A system administrator has received an upgrade request for a
subset of routers that will need to be taken down for an hour
to install and proposes to do so on that weekend.
If any of the routers in that subset are either on the path of
the dependency graph of the teacher’s application or are
critical (no other path available) in the path from the
application server to the student labs, we have a conflict.
Hence, the administrator needs to be informed about the
conflict.
Figure 1. Process manager architecture
We designed a process manager (PM) architecture, see Figure 1,
that interacts with the change management process, the resource
reservation process, an appropriate policy editor and the IT
infrastructure through sensors (S), and effectors (E). The process
manager consists of a policy deployer, a policy evaluator, an
impact analyzer, and a conflict free scheduler. The policy engine
also has access to an internal database that stores currently
scheduled changes and reservations. The policy deployer verifies
the syntax of the policy file against the xml schema defining the
policy language. The policy evaluator, on the other hand, provides
decisions to the policy scheduler for proposed changes and
reservation requests based on the current infrastructure, the
deployed policies, the current schedules and reservations. The
impact analyzer provides details of the impact (if any) of the
approved changes on the services provided by the IT
infrastructure. In case of a denied request, it provides the reasons
for the denial. The current IT infrastructure is assumed to be
available in a knowledgebase (e.g., IBM’s CCMDB).

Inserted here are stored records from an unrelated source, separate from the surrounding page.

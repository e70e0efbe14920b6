//! # 工具模块
//!
//! 这个模块包含各种工具函数和实用程序：
//!
//! - URL分类、文件名提取和公共路径拼接
//! - 基于定位符哈希的文件命名
//! - 基于魔数的媒体类型识别与扩展名补全
//!
//! # 模块组织
//!
//! - `url` - 外部URL判断、文件名提取、资源目录与公共路径
//! - `naming` - 内容寻址文件名（哈希 + 基础文件名）
//! - `media` - 文件签名检测、扩展名解析

pub mod media;
pub mod naming;
pub mod url;

// Re-export commonly used items for convenience
pub use media::{detect_media_type, detect_media_type_by_file_name, resolve_extension};
pub use naming::{derive_base_name, locator_hash, AssetName};
pub use url::{asset_directory, is_external_url, locator_file_name, public_asset_path, Url};
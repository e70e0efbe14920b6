//! HTML解析和处理模块
//!
//! 这个模块被拆分为多个子模块：
//!
//! - `utils`: 基础常量
//! - `dom`: 基础DOM操作
//! - `selector`: CSS选择器编译与匹配（scraper）
//! - `parser`: srcset 候选列表解析
//! - `assets`: 远程资源下载、保存与去重
//! - `rewriter`: 图片节点属性改写
//! - `serializer`: 序列化功能

pub mod assets;
pub mod dom;
pub mod parser;
pub mod rewriter;
pub mod selector;
pub mod serializer;
pub mod utils;

pub use assets::{localize_asset, AssetOutcome, AssetRegistry, LocalAsset};
pub use dom::{find_elements, get_node_attr, get_node_name, html_to_dom, set_node_attr};
pub use parser::{parse_srcset, SrcSetItem};
pub use rewriter::{active_source_attribute, candidate_list_attribute, process_node};
pub use selector::{SelectorError, SelectorList};
pub use serializer::serialize_document;
pub use utils::{is_candidate_list_attribute, CANDIDATE_LIST_ATTRIBUTES, WHITESPACES};
use std::path::{Path, PathBuf};

use percent_encoding::{percent_decode_str, utf8_percent_encode, AsciiSet, CONTROLS};
pub use url::Url;

/// Characters escaped when an asset file name is embedded into markup
const PATH_SEGMENT: &AsciiSet = &CONTROLS
    .add(b' ')
    .add(b'"')
    .add(b'#')
    .add(b'%')
    .add(b'<')
    .add(b'>')
    .add(b'?')
    .add(b'`')
    .add(b'{')
    .add(b'}');

/// Used when a locator has no usable last path segment (e.g. `https://example.com/`)
pub const FALLBACK_FILE_NAME: &str = "image";

/// Checks whether an attribute value points at a remote HTTP(S) resource
///
/// Relative paths, root-relative paths, protocol-relative references and
/// every other scheme (`data:`, `file:`, ...) are considered local.
pub fn is_external_url(value: &str) -> bool {
    let value = value.trim();

    let has_http_scheme = ["http://", "https://"].iter().any(|scheme| {
        value
            .get(..scheme.len())
            .is_some_and(|prefix| prefix.eq_ignore_ascii_case(scheme))
    });

    if !has_http_scheme {
        return false;
    }

    match Url::parse(value) {
        Ok(url) => url.host_str().is_some_and(|host| !host.is_empty()),
        Err(_) => false,
    }
}

/// Extracts the last path segment of a locator, without query string or fragment
///
/// The segment gets percent-decoded so that the on-disk name is readable;
/// path separators that were hidden behind escapes are replaced with `_`.
pub fn locator_file_name(locator: &str) -> String {
    let segment: String = match Url::parse(locator.trim()) {
        Ok(url) => url
            .path_segments()
            .and_then(|mut segments| segments.next_back())
            .unwrap_or_default()
            .to_string(),
        Err(_) => {
            let without_fragment = locator.split('#').next().unwrap_or_default();
            let without_query = without_fragment.split('?').next().unwrap_or_default();
            without_query
                .rsplit('/')
                .next()
                .unwrap_or_default()
                .to_string()
        }
    };

    let decoded = percent_decode_str(&segment)
        .decode_utf8_lossy()
        .replace(['/', '\\'], "_");
    let trimmed = decoded.trim().trim_start_matches('.');

    if trimmed.is_empty() {
        FALLBACK_FILE_NAME.to_string()
    } else {
        trimmed.to_string()
    }
}

/// Composes the reference embedded into markup: `{asset_path}/{file_name}`
pub fn public_asset_path(asset_path: &str, file_name: &str) -> String {
    let encoded_file_name = utf8_percent_encode(file_name, PATH_SEGMENT).to_string();
    let asset_path = asset_path.trim_end_matches('/');

    if asset_path.is_empty() {
        format!("/{encoded_file_name}")
    } else {
        format!("{asset_path}/{encoded_file_name}")
    }
}

/// Directory under the distribution root that holds localized assets
///
/// `asset_path` doubles as a public URL prefix, so a leading slash is
/// stripped before it gets joined onto the filesystem root.
pub fn asset_directory(dist_path: &Path, asset_path: &str) -> PathBuf {
    let relative = asset_path.trim_matches('/');

    if relative.is_empty() {
        dist_path.to_path_buf()
    } else {
        relative
            .split('/')
            .filter(|part| !part.is_empty())
            .fold(dist_path.to_path_buf(), |path, part| path.join(part))
    }
}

Accordingly, our policy engine can use the knowledgebase to
implement infrastructure-dependent operators which traditional
policy engines do not generally implement. The change
management and the reservation processes either provide the
process manager with required parameters in their request of the
process manage can demand these values using sensors (S). Using
another set of sensors, the process manager has access to the
underlying infrastructure knowledgebase. Similarly, the process
manager sends replies to the change management process and the
resource reservation process through effectors (E). The ‘end user’
interacts with the reservation process, the ‘staff user’ interacts
with the change management process and the ‘policy writer’
interacts with
either policy editor. The infrastructure
knowledgebase is updated through some software process.
The interface between the policy engine and the knowledgebase
can be based on two different approaches. In the first approach, a
monitoring tool periodically uploads the current infrastructure
information to the knowledgebase. In the second approach, the
monitoring tool provides a web service-based interface to convey
the status information on demand.
This architecture allows the proposed conflict free scheduler to be
policy-based: scheduling rules and constraints are not hard-coded
in the algorithm but made available via external policy files.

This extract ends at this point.